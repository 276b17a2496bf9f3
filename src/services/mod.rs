pub mod category_service;
pub mod crud_service;
pub mod export_service;
pub mod product_service;
pub mod search_service;
pub mod user_service;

*Task:* When you restate the listing, keep each line identical to the original.

*Task result:*
repository 276b17a2496bf9f3
filename src/services/mod.rs
pub mod category_service;
pub mod crud_service;
pub mod export_service;
pub mod product_service;
pub mod search_service;
pub mod user_service;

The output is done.